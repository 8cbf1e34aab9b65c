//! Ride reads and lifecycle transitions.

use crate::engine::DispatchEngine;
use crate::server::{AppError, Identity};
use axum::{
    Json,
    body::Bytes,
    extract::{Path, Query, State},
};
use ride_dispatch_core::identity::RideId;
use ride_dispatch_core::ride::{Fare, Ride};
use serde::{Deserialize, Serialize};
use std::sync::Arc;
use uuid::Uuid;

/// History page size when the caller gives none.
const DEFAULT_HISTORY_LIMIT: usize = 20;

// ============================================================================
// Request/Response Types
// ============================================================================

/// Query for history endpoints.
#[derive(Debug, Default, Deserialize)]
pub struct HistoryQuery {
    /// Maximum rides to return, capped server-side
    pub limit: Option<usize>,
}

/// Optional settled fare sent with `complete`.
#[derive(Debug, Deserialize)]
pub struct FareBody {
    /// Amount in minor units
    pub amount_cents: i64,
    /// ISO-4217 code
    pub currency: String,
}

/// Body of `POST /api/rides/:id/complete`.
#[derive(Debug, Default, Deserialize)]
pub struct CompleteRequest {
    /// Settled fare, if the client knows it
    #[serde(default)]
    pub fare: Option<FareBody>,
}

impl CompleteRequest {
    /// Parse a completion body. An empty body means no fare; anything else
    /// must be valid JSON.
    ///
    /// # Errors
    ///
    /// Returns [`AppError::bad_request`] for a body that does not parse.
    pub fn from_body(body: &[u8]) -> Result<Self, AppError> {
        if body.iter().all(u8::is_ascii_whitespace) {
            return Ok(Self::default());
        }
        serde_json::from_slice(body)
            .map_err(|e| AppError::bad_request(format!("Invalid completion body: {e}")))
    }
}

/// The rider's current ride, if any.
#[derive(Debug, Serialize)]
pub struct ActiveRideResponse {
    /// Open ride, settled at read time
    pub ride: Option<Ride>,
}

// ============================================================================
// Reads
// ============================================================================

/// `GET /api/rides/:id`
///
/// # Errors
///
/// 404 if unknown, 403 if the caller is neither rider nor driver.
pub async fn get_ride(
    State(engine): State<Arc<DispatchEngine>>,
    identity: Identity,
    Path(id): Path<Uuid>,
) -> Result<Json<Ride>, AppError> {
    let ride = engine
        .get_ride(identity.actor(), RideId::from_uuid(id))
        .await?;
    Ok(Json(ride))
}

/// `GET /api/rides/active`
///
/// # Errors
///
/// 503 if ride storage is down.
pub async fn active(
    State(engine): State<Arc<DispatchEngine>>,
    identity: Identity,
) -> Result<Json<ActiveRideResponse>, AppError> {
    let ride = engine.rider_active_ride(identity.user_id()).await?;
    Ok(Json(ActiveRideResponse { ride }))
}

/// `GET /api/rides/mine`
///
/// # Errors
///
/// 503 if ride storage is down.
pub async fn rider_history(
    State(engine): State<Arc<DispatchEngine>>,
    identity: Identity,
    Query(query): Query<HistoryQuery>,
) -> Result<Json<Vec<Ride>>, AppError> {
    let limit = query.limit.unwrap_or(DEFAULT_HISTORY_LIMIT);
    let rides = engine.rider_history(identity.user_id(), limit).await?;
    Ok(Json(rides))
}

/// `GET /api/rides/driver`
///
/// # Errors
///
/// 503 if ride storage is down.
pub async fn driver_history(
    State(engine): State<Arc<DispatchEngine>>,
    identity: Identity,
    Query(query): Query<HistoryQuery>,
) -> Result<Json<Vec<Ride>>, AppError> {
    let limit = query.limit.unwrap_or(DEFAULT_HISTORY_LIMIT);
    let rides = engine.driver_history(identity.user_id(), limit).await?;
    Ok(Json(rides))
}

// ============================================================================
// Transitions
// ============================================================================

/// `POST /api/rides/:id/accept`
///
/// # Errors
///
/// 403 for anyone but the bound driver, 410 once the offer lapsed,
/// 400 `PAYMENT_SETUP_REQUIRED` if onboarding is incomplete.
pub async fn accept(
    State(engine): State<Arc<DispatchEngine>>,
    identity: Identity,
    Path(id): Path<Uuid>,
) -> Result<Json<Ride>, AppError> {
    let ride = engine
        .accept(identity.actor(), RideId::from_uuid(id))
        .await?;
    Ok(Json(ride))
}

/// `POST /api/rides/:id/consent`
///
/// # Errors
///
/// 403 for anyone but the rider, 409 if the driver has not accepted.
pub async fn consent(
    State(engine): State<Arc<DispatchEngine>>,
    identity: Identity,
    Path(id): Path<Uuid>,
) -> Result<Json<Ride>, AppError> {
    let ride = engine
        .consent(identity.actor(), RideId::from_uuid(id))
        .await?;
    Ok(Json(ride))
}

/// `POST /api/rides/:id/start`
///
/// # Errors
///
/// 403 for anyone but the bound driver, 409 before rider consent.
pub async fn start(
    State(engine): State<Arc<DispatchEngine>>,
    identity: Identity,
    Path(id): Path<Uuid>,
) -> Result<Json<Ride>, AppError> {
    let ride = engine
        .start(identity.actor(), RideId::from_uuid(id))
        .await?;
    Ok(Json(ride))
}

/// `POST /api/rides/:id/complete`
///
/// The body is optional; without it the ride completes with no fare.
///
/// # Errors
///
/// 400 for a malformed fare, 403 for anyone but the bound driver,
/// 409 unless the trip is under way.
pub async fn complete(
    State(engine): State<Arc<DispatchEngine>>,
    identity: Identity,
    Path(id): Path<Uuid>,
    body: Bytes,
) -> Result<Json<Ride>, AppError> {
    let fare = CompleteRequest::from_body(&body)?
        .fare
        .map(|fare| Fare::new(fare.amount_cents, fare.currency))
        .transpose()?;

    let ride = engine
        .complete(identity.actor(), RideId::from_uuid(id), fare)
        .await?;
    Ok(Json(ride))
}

==

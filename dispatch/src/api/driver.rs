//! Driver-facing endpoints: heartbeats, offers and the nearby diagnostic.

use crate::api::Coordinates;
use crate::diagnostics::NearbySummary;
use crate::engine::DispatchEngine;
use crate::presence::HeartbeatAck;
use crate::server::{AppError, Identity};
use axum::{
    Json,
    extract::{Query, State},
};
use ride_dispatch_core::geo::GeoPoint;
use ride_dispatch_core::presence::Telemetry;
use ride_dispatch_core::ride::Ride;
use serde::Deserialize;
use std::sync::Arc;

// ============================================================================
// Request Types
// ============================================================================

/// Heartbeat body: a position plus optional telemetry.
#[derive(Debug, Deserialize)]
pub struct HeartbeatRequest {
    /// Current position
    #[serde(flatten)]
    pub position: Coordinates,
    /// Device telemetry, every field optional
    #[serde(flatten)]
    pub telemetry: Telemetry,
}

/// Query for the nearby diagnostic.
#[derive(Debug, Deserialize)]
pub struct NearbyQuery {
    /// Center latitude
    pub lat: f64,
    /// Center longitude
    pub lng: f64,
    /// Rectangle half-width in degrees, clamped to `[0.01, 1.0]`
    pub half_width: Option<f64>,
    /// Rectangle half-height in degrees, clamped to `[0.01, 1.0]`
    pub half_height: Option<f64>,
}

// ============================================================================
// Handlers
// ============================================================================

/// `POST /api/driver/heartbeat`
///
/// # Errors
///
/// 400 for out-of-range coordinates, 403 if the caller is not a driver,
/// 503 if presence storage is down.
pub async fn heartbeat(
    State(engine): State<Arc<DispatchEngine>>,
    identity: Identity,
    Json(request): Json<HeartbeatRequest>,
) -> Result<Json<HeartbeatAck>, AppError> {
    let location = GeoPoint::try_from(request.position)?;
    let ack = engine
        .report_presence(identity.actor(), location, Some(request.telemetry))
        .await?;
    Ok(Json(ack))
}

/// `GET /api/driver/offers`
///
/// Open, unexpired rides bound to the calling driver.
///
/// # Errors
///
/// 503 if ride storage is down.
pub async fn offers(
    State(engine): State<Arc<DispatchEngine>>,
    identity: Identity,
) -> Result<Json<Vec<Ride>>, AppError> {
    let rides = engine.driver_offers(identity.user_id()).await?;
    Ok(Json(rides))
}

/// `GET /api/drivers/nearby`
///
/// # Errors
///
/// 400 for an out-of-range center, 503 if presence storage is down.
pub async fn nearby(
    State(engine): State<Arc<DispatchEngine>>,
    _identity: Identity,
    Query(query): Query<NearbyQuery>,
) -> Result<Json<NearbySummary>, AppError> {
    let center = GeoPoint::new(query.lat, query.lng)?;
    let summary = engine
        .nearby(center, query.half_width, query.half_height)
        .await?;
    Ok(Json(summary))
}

■ To do
Scan the entries for the string "extract" and report only how many lines contain it.

■ Reply to the exercise
2